Elizabeth is a lonely fifth grader.  She’s new to town and the newest and shortest girl in her class at William McKinley Elementary.  One her walk to school on halloween, she spies a shoe dangling in her face.  Elizabeth looks up and sees Jennifer sitting in a tree.  They’re both dressed as pilgrims for halloween, but Elizabeth can tell that Jennifer’s costume is authentic.  Jennifer is pretty much the most cryptic little girl ever.

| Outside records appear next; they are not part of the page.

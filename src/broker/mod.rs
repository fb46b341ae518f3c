//! Durable at-least-once event log.
//!
//! Topics are append-only logs; a subscription is a named cursor shared by
//! competing consumers. Delivered messages stay pending until acknowledged.
//! A negatively acknowledged message, or one left unacknowledged for too
//! long, is redelivered after an exponential backoff with its redelivery
//! count incremented.

mod backoff;
mod memory;
mod redis_stream;

pub use backoff::RedeliveryBackoff;
pub use memory::InMemoryBroker;
pub use redis_stream::RedisStreamBroker;

use crate::config::BrokerConfig;
use crate::error::{LikeBridgeError, Result};
use async_trait::async_trait;
use std::future::Future;
use std::time::Duration;
use tokio::sync::oneshot;

/// A message handed to a consumer
#[derive(Debug, Clone, PartialEq, Eq)]
pub struct BrokerMessage {
    pub id: String,
    pub payload: Vec<u8>,
    /// How many times this message was delivered before this delivery
    pub redelivery_count: u32,
}

/// Redelivery policies applied by a subscription
#[derive(Debug, Clone, Copy)]
pub struct RedeliveryPolicy {
    pub nack: RedeliveryBackoff,
    pub ack_timeout: RedeliveryBackoff,
}

impl From<&BrokerConfig> for RedeliveryPolicy {
    fn from(config: &BrokerConfig) -> Self {
        Self {
            nack: RedeliveryBackoff::from(&config.nack_redelivery),
            ack_timeout: RedeliveryBackoff::from(&config.ack_timeout_redelivery),
        }
    }
}

/// Completion handle of an asynchronous publish
pub struct PendingPublish {
    rx: oneshot::Receiver<Result<String>>,
}

impl PendingPublish {
    pub fn spawn<F>(publish: F) -> Self
    where
        F: Future<Output = Result<String>> + Send + 'static,
    {
        let (tx, rx) = oneshot::channel();
        tokio::spawn(async move {
            let _ = tx.send(publish.await);
        });
        Self { rx }
    }

    pub fn ready(result: Result<String>) -> Self {
        let (tx, rx) = oneshot::channel();
        let _ = tx.send(result);
        Self { rx }
    }

    /// Wait for the broker to confirm the publish. Resolves to the message id.
    pub async fn wait(self) -> Result<String> {
        self.rx.await.map_err(|_| {
            LikeBridgeError::Delivery("publish task ended without a result".to_string())
        })?
    }
}

#[async_trait]
pub trait EventBroker: Send + Sync {
    /// Append a message and wait for the broker to store it
    async fn publish(&self, topic: &str, payload: Vec<u8>) -> Result<String>;

    /// Hand a message to the broker without waiting for it to be stored.
    ///
    /// An `Err` means the broker refused the message outright; failures
    /// after hand-off are reported through the returned handle.
    async fn publish_async(&self, topic: &str, payload: Vec<u8>) -> Result<PendingPublish>;

    /// Attach a consumer to a shared subscription, creating it if needed
    async fn subscribe(
        &self,
        topic: &str,
        subscription: &str,
        consumer_name: &str,
    ) -> Result<Box<dyn BrokerConsumer>>;

    async fn ping(&self) -> Result<()>;
}

#[async_trait]
pub trait BrokerConsumer: Send {
    /// Receive up to `max_messages`, waiting at most `timeout` for the first one.
    ///
    /// Returns an empty batch when the timeout passes without messages.
    async fn batch_receive(
        &mut self,
        max_messages: usize,
        timeout: Duration,
    ) -> Result<Vec<BrokerMessage>>;

    async fn ack(&mut self, message_id: &str) -> Result<()>;

    /// Schedule a redelivery after the nack backoff for this message
    async fn nack(&mut self, message: &BrokerMessage) -> Result<()>;

    async fn ack_all(&mut self, messages: &[BrokerMessage]) -> Result<()> {
        for message in messages {
            self.ack(&message.id).await?;
        }
        Ok(())
    }
}
mod loader_test;
use crate::broker::EventBroker;
use crate::error::retry::{with_retry, RetryConfig};
use crate::error::Result;
use crate::kv::{KeyScheme, KeyValueStore};
use crate::models::{LikeEvent, LikeEventKind, ReconciliationDiff};
use crate::store::LikeStore;
use std::collections::BTreeSet;
use std::sync::Arc;
use std::time::{Duration, Instant};
use tracing::{debug, error, info, warn};

#[derive(Debug, Clone, Default, PartialEq, Eq)]
pub struct ReconciliationReport {
    pub actors_scanned: usize,
    /// Keys under the prefix that are not relation mirrors
    pub keys_skipped: usize,
    pub corrections_emitted: usize,
    pub failures: usize,
    pub duration: Duration,
}

/// Compares each actor's fast-tier mirror with the authoritative store and
/// re-emits INCR events for likes the store is missing.
///
/// Takes no locks: a like in flight during the sweep is at worst emitted
/// twice, and the processor drops the redundant insert.
pub struct ReconciliationJob {
    kv: Arc<dyn KeyValueStore>,
    store: Arc<dyn LikeStore>,
    broker: Arc<dyn EventBroker>,
    keys: KeyScheme,
    topic: String,
    scan_count: usize,
    retry: RetryConfig,
}

impl ReconciliationJob {
    pub fn new(
        kv: Arc<dyn KeyValueStore>,
        store: Arc<dyn LikeStore>,
        broker: Arc<dyn EventBroker>,
        keys: KeyScheme,
        topic: impl Into<String>,
    ) -> Self {
        Self {
            kv,
            store,
            broker,
            keys,
            topic: topic.into(),
            scan_count: 1000,
            retry: RetryConfig::default(),
        }
    }

    pub fn with_scan_count(mut self, scan_count: usize) -> Self {
        self.scan_count = scan_count.max(1);
        self
    }

    pub fn with_retry(mut self, retry: RetryConfig) -> Self {
        self.retry = retry;
        self
    }

    /// Sweep every relation mirror once
    pub async fn run_once(&self) -> Result<ReconciliationReport> {
        let started = Instant::now();
        let mut report = ReconciliationReport::default();

        let keys = self
            .kv
            .scan_keys(&self.keys.relation_pattern(), self.scan_count)
            .await?;
        info!("Reconciliation scanning {} keys", keys.len());

        for key in keys {
            let Some(actor_id) = self.keys.parse_actor_id(&key) else {
                debug!("Skipping non-relation key {}", key);
                report.keys_skipped += 1;
                continue;
            };
            report.actors_scanned += 1;

            match self.reconcile_actor(actor_id, &key).await {
                Ok(emitted) => report.corrections_emitted += emitted,
                Err(e) => {
                    error!("Reconciliation failed for actor {}: {}", actor_id, e);
                    report.failures += 1;
                }
            }
        }

        report.duration = started.elapsed();
        crate::metrics::record_job_duration("reconciliation", report.duration);
        info!(
            "Reconciliation finished in {:?}: {} actors, {} corrections, {} failures",
            report.duration, report.actors_scanned, report.corrections_emitted, report.failures
        );
        Ok(report)
    }

    async fn reconcile_actor(&self, actor_id: i64, key: &str) -> Result<usize> {
        let fast_set: BTreeSet<i64> = self
            .kv
            .hkeys(key)
            .await?
            .into_iter()
            .filter_map(|field| match field.parse::<i64>() {
                Ok(subject_id) if subject_id > 0 => Some(subject_id),
                _ => {
                    warn!("Ignoring invalid subject field {:?} in {}", field, key);
                    None
                }
            })
            .collect();
        if fast_set.is_empty() {
            return Ok(0);
        }

        let authoritative_set = self.store.liked_subjects(actor_id).await?;
        let diff = ReconciliationDiff::compute(actor_id, &fast_set, &authoritative_set);
        if diff.is_empty() {
            return Ok(0);
        }

        info!(
            "Actor {} has {} likes missing from the store: {:?}",
            actor_id,
            diff.missing.len(),
            diff.missing
        );

        let mut emitted = 0;
        for subject_id in &diff.missing {
            let payload = LikeEvent::new(actor_id, *subject_id, LikeEventKind::Incr).encode()?;
            let broker = self.broker.clone();
            let topic = self.topic.clone();
            let published = with_retry(&self.retry, "publish reconciliation event", || {
                let broker = broker.clone();
                let topic = topic.clone();
                let payload = payload.clone();
                async move { broker.publish(&topic, payload).await }
            })
            .await;

            match published {
                Ok(_) => {
                    crate::metrics::record_publish(&self.topic, "success");
                    crate::metrics::record_reconciliation_corrections("emitted", 1);
                    emitted += 1;
                }
                Err(e) => {
                    crate::metrics::record_publish(&self.topic, "failure");
                    crate::metrics::record_reconciliation_corrections("failed", 1);
                    return Err(e);
                }
            }
        }

        Ok(emitted)
    }
}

She tells Elizabeth that she’s a witch.  Not for halloween, but she’s a witch all the time.  Elizabeth thinks this is true because Jennifer somehow convinces Elizabeth to give up her cookies, can walk without looking where she’s going, and she seems to already know who Elizabeth is before they’re introduced.

They go trick or treating and Jennifer casts a spell on her bag to get the most halloween candy.  The spell seems to work, though Jennifer really just has a system to fool people into thinking she has less candy then she actually does, causing them to give her more candy than Elizabeth.  Elizabeth is entranced with Jennifer, particularly that Jennifer seems to have no manners, but adults seem to love her anyway.

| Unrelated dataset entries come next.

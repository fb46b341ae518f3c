// Common test utilities for integration tests


pub use containers::{start_postgres, start_redis, DOCKER};
use serde::{Deserialize, Serialize};

/// Where flushed counter values go
#[derive(Debug, Clone, Copy, PartialEq, Eq, Deserialize, Serialize)]
#[serde(rename_all = "snake_case")]
pub enum CounterSinkKind {
    /// Write straight to the key-value store
    Kv,
    /// Publish to the counter topic; a consumer writes to the key-value store
    Broker,
}

#[derive(Debug, Clone, Deserialize, Serialize)]
pub struct CounterCacheConfig {
    /// Time bucket width in seconds
    #[serde(default = "default_interval_secs")]
    pub interval_secs: u64,

    /// Local entry lifetime after the last write
    #[serde(default = "default_ttl_secs")]
    pub ttl_secs: u64,

    /// Expiry applied to counters created in the key-value store
    #[serde(default = "default_remote_ttl_secs")]
    pub remote_ttl_secs: u64,

    /// Flush schedule
    #[serde(default = "default_flush_interval_ms")]
    pub flush_interval_ms: u64,

    /// Upper bound on tracked window keys
    #[serde(default = "default_max_entries")]
    pub max_entries: usize,

    #[serde(default = "default_sink")]
    pub sink: CounterSinkKind,
}

impl Default for CounterCacheConfig {
    fn default() -> Self {
        Self {
            interval_secs: default_interval_secs(),
            ttl_secs: default_ttl_secs(),
            remote_ttl_secs: default_remote_ttl_secs(),
            flush_interval_ms: default_flush_interval_ms(),
            max_entries: default_max_entries(),
            sink: default_sink(),
        }
    }
}

#[derive(Debug, Clone, Deserialize, Serialize)]
pub struct AccessGuardConfig {
    #[serde(default = "super::default_true")]
    pub enabled: bool,

    /// Access count that triggers a warning
    #[serde(default = "default_warn_count")]
    pub warn_count: i64,

    /// Access count above which the actor is banned
    #[serde(default = "default_ban_count")]
    pub ban_count: i64,

    /// Counting window in seconds
    #[serde(default = "default_interval_secs")]
    pub window_secs: u64,
}

impl Default for AccessGuardConfig {
    fn default() -> Self {
        Self {
            enabled: true,
            warn_count: default_warn_count(),
            ban_count: default_ban_count(),
            window_secs: default_interval_secs(),
        }
    }
}

#[derive(Debug, Clone, Deserialize, Serialize)]
pub struct RelationCacheConfig {
    #[serde(default = "super::default_true")]
    pub enabled: bool,

    /// Maximum cached subjects
    #[serde(default = "default_relation_max_entries")]
    pub max_entries: usize,

    /// Seconds a cached actor set stays valid after being written
    #[serde(default = "default_relation_ttl_secs")]
    pub ttl_secs: u64,

    /// Hits within one decay period that make a subject hot
    #[serde(default = "default_hot_threshold")]
    pub hot_threshold: u64,

    /// Hit counters are halved every decay period
    #[serde(default = "default_decay_secs")]
    pub decay_secs: u64,
}

impl Default for RelationCacheConfig {
    fn default() -> Self {
        Self {
            enabled: true,
            max_entries: default_relation_max_entries(),
            ttl_secs: default_relation_ttl_secs(),
            hot_threshold: default_hot_threshold(),
            decay_secs: default_decay_secs(),
        }
    }
}

fn default_interval_secs() -> u64 {
    60
}
fn default_ttl_secs() -> u64 {
    60
}
fn default_remote_ttl_secs() -> u64 {
    60
}
fn default_flush_interval_ms() -> u64 {
    5_000
}
fn default_max_entries() -> usize {
    100_000
}
fn default_sink() -> CounterSinkKind {
    CounterSinkKind::Broker
}
fn default_warn_count() -> i64 {
    10
}
fn default_ban_count() -> i64 {
    20
}
fn default_relation_max_entries() -> usize {
    1_000
}
fn default_relation_ttl_secs() -> u64 {
    300
}
fn default_hot_threshold() -> u64 {
    100
}
fn default_decay_secs() -> u64 {
    60
}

And so begins what appears to be an incredibly one-sided friendship.  Jennifer decides she’s going to make Elizabeth her apprentice witch, and forces Elizabeth to come to the library every Saturday, tells Elizabeth what books to read and gives her a set of completely arbitrary apprentice-witch rules to follow, including what she needs to eat each week.  They have a ceremony with chants and a key necklace.

The girls decide to make an ointment that will make them fly.  It’s an ointment that will take several months to concoct.  So every Saturday, they meet, do some witchcraft chants, go to the library and talk about their ointment.  Saturdays are the only time they talk.  Jennifer doesn’t acknowledge Elizabeth in school – they are in different classes.   Jennifer decides that Elizabeth has done a good job as apprentice and promotes her to journeyman witch.  This involves an even more arbitrary set of rules.

Rules that make it difficult when Elizabeth is invited to the birthday party of Cynthia, the class Regina George, if you know what I mean.  Elizabeth is not allowed to eat cake or play musical chairs.  But she does seem to freak out the other kids at the party by knowing exactly who brought what gift before Cynthia opens it and by finding the treasure hunt treasure right away.  Jennifer points out that it was Elizabeth’s involvement in witchcraft that lead her to do that.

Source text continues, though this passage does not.